Section 9.6. Fiduciary Matters . LQ and CPLG each acknowledges that actions required to be taken pursuant to this Agreement may be subject to fiduciary duties or standards of conduct under ERISA or other applicable Law, and no Party shall be deemed to be in violation of this Agreement if it fails to comply with any provisions hereof based upon its good-faith determination (as supported by advice from counsel experienced in such matters) that to do so would violate such a fiduciary duty or standard. Each Party shall be responsible for taking such actions as are deemed necessary and appropriate to comply with its own fiduciary responsibilities and shall fully release and indemnify the other Party for any Liabilities caused by the failure to satisfy any such responsibility.

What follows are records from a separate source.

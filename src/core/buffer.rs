//! Edit buffer: uncommitted per-record overlays awaiting a save
//!
//! Each dirty record holds a full [`Draft`] of its mutable fields. Entries
//! are created or replaced on every edit and leave the buffer only through
//! a discard or a successful flush. The buffer never touches the
//! [`RecordStore`] except when a flush settles.

use std::collections::{btree_map, BTreeMap};
use std::future::Future;

use futures::future::join_all;
use thiserror::Error;

use crate::core::store::RecordStore;
use crate::entities::record::{Draft, FieldError, FieldValue, Record, RecordField, RecordId};

/// Errors from buffering an edit
#[derive(Debug, Clone, PartialEq, Error)]
pub enum EditError {
    #[error("Record {0} not found")]
    UnknownRecord(RecordId),

    #[error(transparent)]
    Field(#[from] FieldError),
}

#[derive(Debug, Clone)]
struct Entry {
    draft: Draft,
    revision: u64,
}

/// Snapshot of one dirty record taken when a flush begins
#[derive(Debug, Clone)]
pub struct PendingSave {
    pub id: RecordId,
    /// Buffer revision the snapshot was taken at
    pub revision: u64,
    /// Full record (canonical + overlay) to persist
    pub record: Record,
}

/// Per-id result of a flush
#[derive(Debug)]
pub struct FlushReport<E> {
    /// Ids persisted and removed from the buffer
    pub saved: Vec<RecordId>,
    /// Ids whose persist call failed; they stay dirty
    pub failed: Vec<(RecordId, E)>,
    /// Ids persisted but edited again while in flight; they stay dirty
    pub redirtied: Vec<RecordId>,
}

/// Overall flush result
#[derive(Debug, Clone, Copy, PartialEq, Eq)]
pub enum FlushOutcome {
    /// Nothing was buffered
    Nothing,
    /// Every persist call succeeded
    Complete,
    /// At least one persist call failed
    Partial,
}

impl<E> FlushReport<E> {
    fn empty() -> Self {
        Self {
            saved: Vec::new(),
            failed: Vec::new(),
            redirtied: Vec::new(),
        }
    }

    pub fn outcome(&self) -> FlushOutcome {
        if !self.failed.is_empty() {
            FlushOutcome::Partial
        } else if self.saved.is_empty() && self.redirtied.is_empty() {
            FlushOutcome::Nothing
        } else {
            FlushOutcome::Complete
        }
    }

    pub fn attempted(&self) -> usize {
        self.saved.len() + self.failed.len() + self.redirtied.len()
    }
}

/// Uncommitted edits keyed by record id
#[derive(Debug, Clone, Default)]
pub struct EditBuffer {
    entries: BTreeMap<RecordId, Entry>,
    next_revision: u64,
}

impl EditBuffer {
    pub fn new() -> Self {
        Self::default()
    }

    /// Buffer one field edit.
    ///
    /// The overlay is derived from the current effective record: the prior
    /// overlay when the record is already dirty, the canonical record
    /// otherwise. A rejected edit leaves the buffer untouched.
    pub fn set_field(
        &mut self,
        store: &RecordStore,
        id: RecordId,
        field: RecordField,
        value: FieldValue,
    ) -> Result<&Draft, EditError> {
        let canonical = store.get(id).ok_or(EditError::UnknownRecord(id))?;
        let mut draft = match self.entries.get(&id) {
            Some(entry) => entry.draft.clone(),
            None => Draft::from_record(canonical),
        };
        draft.set(field, value)?;

        self.next_revision += 1;
        let entry = Entry {
            draft,
            revision: self.next_revision,
        };
        let slot = match self.entries.entry(id) {
            btree_map::Entry::Occupied(mut occupied) => {
                occupied.insert(entry);
                occupied.into_mut()
            }
            btree_map::Entry::Vacant(vacant) => vacant.insert(entry),
        };
        Ok(&slot.draft)
    }

    pub fn entry(&self, id: RecordId) -> Option<&Draft> {
        self.entries.get(&id).map(|e| &e.draft)
    }

    pub fn is_dirty(&self, id: RecordId) -> bool {
        self.entries.contains_key(&id)
    }

    /// Ids with unsaved changes, ascending
    pub fn dirty_ids(&self) -> Vec<RecordId> {
        self.entries.keys().copied().collect()
    }

    pub fn len(&self) -> usize {
        self.entries.len()
    }

    pub fn is_empty(&self) -> bool {
        self.entries.is_empty()
    }

    /// Drop the overlay for one record
    pub fn discard(&mut self, id: RecordId) -> bool {
        self.entries.remove(&id).is_some()
    }

    /// Drop every overlay. Returns how many were discarded.
    pub fn discard_all(&mut self) -> usize {
        let count = self.entries.len();
        self.entries.clear();
        count
    }

    /// Drop overlays whose record no longer exists in the store
    pub fn retain_known(&mut self, store: &RecordStore) -> Vec<RecordId> {
        let orphans: Vec<RecordId> = self
            .entries
            .keys()
            .copied()
            .filter(|id| !store.contains(*id))
            .collect();
        for id in &orphans {
            self.entries.remove(id);
        }
        orphans
    }

    /// The record as it should be displayed: overlay applied if dirty
    pub fn effective(&self, canonical: &Record) -> Record {
        match self.entries.get(&canonical.id) {
            Some(entry) => entry.draft.overlay(canonical),
            None => canonical.clone(),
        }
    }

    /// Snapshot every dirty record for persisting
    pub fn begin_flush(&self, store: &RecordStore) -> Vec<PendingSave> {
        self.entries
            .iter()
            .filter_map(|(id, entry)| {
                store.get(*id).map(|canonical| PendingSave {
                    id: *id,
                    revision: entry.revision,
                    record: entry.draft.overlay(canonical),
                })
            })
            .collect()
    }

    /// Apply persist results.
    ///
    /// Successes merge into the store and leave the buffer unless the entry
    /// was edited again after its snapshot. Failures stay buffered.
    pub fn settle<E>(
        &mut self,
        store: &mut RecordStore,
        outcomes: Vec<(PendingSave, Result<Record, E>)>,
    ) -> FlushReport<E> {
        let mut report = FlushReport::empty();

        for (pending, result) in outcomes {
            match result {
                Ok(saved) => {
                    store.upsert(saved);
                    let unchanged = self
                        .entries
                        .get(&pending.id)
                        .is_some_and(|e| e.revision == pending.revision);
                    if unchanged {
                        self.entries.remove(&pending.id);
                        report.saved.push(pending.id);
                    } else if self.entries.contains_key(&pending.id) {
                        report.redirtied.push(pending.id);
                    } else {
                        report.saved.push(pending.id);
                    }
                }
                Err(e) => report.failed.push((pending.id, e)),
            }
        }

        report
    }

    /// Persist every dirty record concurrently and settle the results.
    ///
    /// One independent `persist` call is issued per dirty id; a failure
    /// never blocks the others.
    pub async fn flush<F, Fut, E>(&mut self, store: &mut RecordStore, persist: F) -> FlushReport<E>
    where
        F: Fn(Record) -> Fut,
        Fut: Future<Output = Result<Record, E>>,
    {
        let pending = self.begin_flush(store);
        if pending.is_empty() {
            return FlushReport::empty();
        }

        let results = join_all(pending.iter().map(|p| persist(p.record.clone()))).await;
        let outcomes = pending.into_iter().zip(results).collect();
        self.settle(store, outcomes)
    }
}

#[cfg(test)]
mod tests {
    use super::*;
    use crate::entities::record::Scores;
    use std::time::Duration;

    fn store_with(records: &[(RecordId, [i64; 5])]) -> RecordStore {
        let mut store = RecordStore::new();
        store.replace_all(
            records
                .iter()
                .map(|(id, scores)| {
                    let mut r: Record = serde_json::from_value(serde_json::json!({
                        "id": id,
                        "service": format!("Idea {}", id),
                    }))
                    .unwrap();
                    r.scores = Scores::from_values(*scores);
                    r
                })
                .collect(),
        );
        store
    }

    #[test]
    fn test_set_field_creates_single_overlay() {
        let store = store_with(&[(1, [1, 1, 1, 1, 1]), (2, [0; 5])]);
        let mut buffer = EditBuffer::new();

        buffer
            .set_field(&store, 1, RecordField::Score(0), FieldValue::Score(4))
            .unwrap();

        assert_eq!(buffer.dirty_ids(), vec![1]);
        let draft = buffer.entry(1).unwrap();
        assert_eq!(draft.scores.as_slice(), &[4, 1, 1, 1, 1]);
        assert_eq!(draft.name, "Idea 1");
        // canonical untouched
        assert_eq!(store.get(1).unwrap().scores.get(0), 1);
    }

    #[test]
    fn test_edits_accumulate_on_prior_overlay() {
        let store = store_with(&[(1, [0; 5])]);
        let mut buffer = EditBuffer::new();

        buffer
            .set_field(&store, 1, RecordField::Score(0), FieldValue::Score(3))
            .unwrap();
        buffer
            .set_field(&store, 1, RecordField::Score(1), FieldValue::Score(-8))
            .unwrap();
        buffer
            .set_field(&store, 1, RecordField::Revenue, FieldValue::Revenue(250.0))
            .unwrap();

        let draft = buffer.entry(1).unwrap();
        assert_eq!(draft.scores.as_slice(), &[3, 0, 0, 0, 0]);
        assert_eq!(draft.revenue_estimate, 250.0);
        assert_eq!(buffer.len(), 1);
    }

    #[test]
    fn test_rejected_edits_leave_buffer_untouched() {
        let store = store_with(&[(1, [0; 5])]);
        let mut buffer = EditBuffer::new();

        let err = buffer
            .set_field(&store, 99, RecordField::Score(0), FieldValue::Score(3))
            .unwrap_err();
        assert_eq!(err, EditError::UnknownRecord(99));

        let err = buffer
            .set_field(&store, 1, RecordField::Score(0), FieldValue::Text("x".into()))
            .unwrap_err();
        assert!(matches!(err, EditError::Field(FieldError::KindMismatch { .. })));
        assert!(buffer.is_empty());
    }

    #[test]
    fn test_discard_all_returns_to_canonical() {
        let store = store_with(&[(1, [2; 5]), (2, [3; 5])]);
        let mut buffer = EditBuffer::new();
        buffer
            .set_field(&store, 1, RecordField::Score(0), FieldValue::Score(5))
            .unwrap();
        buffer
            .set_field(&store, 2, RecordField::Name, FieldValue::Text("Other".into()))
            .unwrap();

        assert_eq!(buffer.discard_all(), 2);
        for canonical in store.records() {
            assert_eq!(&buffer.effective(canonical), canonical);
        }
    }

    #[test]
    fn test_retain_known_drops_orphans() {
        let mut store = store_with(&[(1, [0; 5]), (2, [0; 5])]);
        let mut buffer = EditBuffer::new();
        buffer
            .set_field(&store, 2, RecordField::Score(0), FieldValue::Score(1))
            .unwrap();
        store.remove(2);
        assert_eq!(buffer.retain_known(&store), vec![2]);
        assert!(buffer.is_empty());
    }

    #[tokio::test]
    async fn test_flush_partial_failure_keeps_failed_entry() {
        let mut store = store_with(&[(1, [0; 5]), (2, [0; 5])]);
        let mut buffer = EditBuffer::new();
        buffer
            .set_field(&store, 1, RecordField::Score(0), FieldValue::Score(5))
            .unwrap();
        buffer
            .set_field(&store, 2, RecordField::Score(0), FieldValue::Score(4))
            .unwrap();

        let report = buffer
            .flush(&mut store, |record: Record| async move {
                if record.id == 2 {
                    Err("backend rejected".to_string())
                } else {
                    Ok(record)
                }
            })
            .await;

        assert_eq!(report.outcome(), FlushOutcome::Partial);
        assert_eq!(report.saved, vec![1]);
        assert_eq!(report.failed.len(), 1);
        assert_eq!(report.failed[0].0, 2);
        assert_eq!(buffer.dirty_ids(), vec![2]);
        // success merged, failure not
        assert_eq!(store.get(1).unwrap().scores.get(0), 5);
        assert_eq!(store.get(2).unwrap().scores.get(0), 0);
    }

    #[tokio::test]
    async fn test_flush_all_success_empties_buffer() {
        let mut store = store_with(&[(1, [0; 5]), (2, [0; 5])]);
        let mut buffer = EditBuffer::new();
        for id in [1, 2] {
            buffer
                .set_field(&store, id, RecordField::Score(2), FieldValue::Score(3))
                .unwrap();
        }

        // the slower call finishes last; order must not matter
        let report = buffer
            .flush(&mut store, |record: Record| async move {
                let delay = if record.id == 1 { 30 } else { 1 };
                tokio::time::sleep(Duration::from_millis(delay)).await;
                Ok::<_, String>(record)
            })
            .await;

        assert_eq!(report.outcome(), FlushOutcome::Complete);
        assert!(buffer.is_empty());
        assert!(store.records().iter().all(|r| r.scores.get(2) == 3));
    }

    #[tokio::test]
    async fn test_flush_with_empty_buffer_issues_no_calls() {
        let mut store = store_with(&[(1, [0; 5])]);
        let mut buffer = EditBuffer::new();
        let calls = std::cell::Cell::new(0);
        let report = buffer
            .flush(&mut store, |record: Record| {
                calls.set(calls.get() + 1);
                async move { Ok::<_, String>(record) }
            })
            .await;
        assert_eq!(report.outcome(), FlushOutcome::Nothing);
        assert_eq!(calls.get(), 0);
    }

    #[test]
    fn test_edit_during_flight_redirties() {
        let mut store = store_with(&[(1, [0; 5])]);
        let mut buffer = EditBuffer::new();
        buffer
            .set_field(&store, 1, RecordField::Score(0), FieldValue::Score(2))
            .unwrap();

        let pending = buffer.begin_flush(&store);
        assert_eq!(pending.len(), 1);

        // user edits again while the call is in flight
        buffer
            .set_field(&store, 1, RecordField::Score(1), FieldValue::Score(5))
            .unwrap();

        let sent = pending[0].record.clone();
        let outcomes = pending
            .into_iter()
            .map(|p| (p, Ok::<_, String>(sent.clone())))
            .collect();
        let report = buffer.settle(&mut store, outcomes);

        assert_eq!(report.redirtied, vec![1]);
        assert!(buffer.is_dirty(1));
        assert_eq!(store.get(1).unwrap().scores.get(0), 2);
        assert_eq!(buffer.entry(1).unwrap().scores.as_slice(), &[2, 5, 0, 0, 0]);
    }
}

Section 9.7. Entire Agreement . This Agreement, together with the documents referenced herein (including the Distribution Agreement and the Benefit Plans), constitutes the entire agreement and understanding among the Parties with respect to the subject matter hereof and supersedes all prior written and oral and all contemporaneous oral agreements and understandings with respect to the subject matter hereof. To the extent any provision of this Agreement conflicts with the provisions of the Distribution Agreement, the provisions of this Agreement shall be deemed to control with respect to the subject matter hereof.

Section 9.8. Binding Effect; No Third-Party Beneficiaries; Assignment . This Agreement shall inure to the benefit of and be binding upon the Parties and their respective successors and permitted assigns. Except for Buyer (and any entity to which Buyer assigns its rights in accordance with Section 8.7 of the Merger Agreement), who is an intended third party beneficiary of this Agreement, this Agreement is solely for the benefit of the Parties and should not be deemed to confer upon any third parties any remedy, claim, liability, reimbursement, cause of action or other right in excess of those existing without reference to this Agreement. Nothing in this Agreement is intended to amend any Benefit Plan or affect the applicable plan sponsor’s right to amend or terminate any Benefit Plan pursuant to the terms of such plan. The provisions of this Agreement are solely for the benefit of the Parties, and no current or former Employee, officer, director or independent contractor or any other individual associated therewith shall be regarded for any purpose as a third-party beneficiary of this Agreement. This Agreement may not be assigned by any Party, except with the prior written consent of the other Parties, and Buyer.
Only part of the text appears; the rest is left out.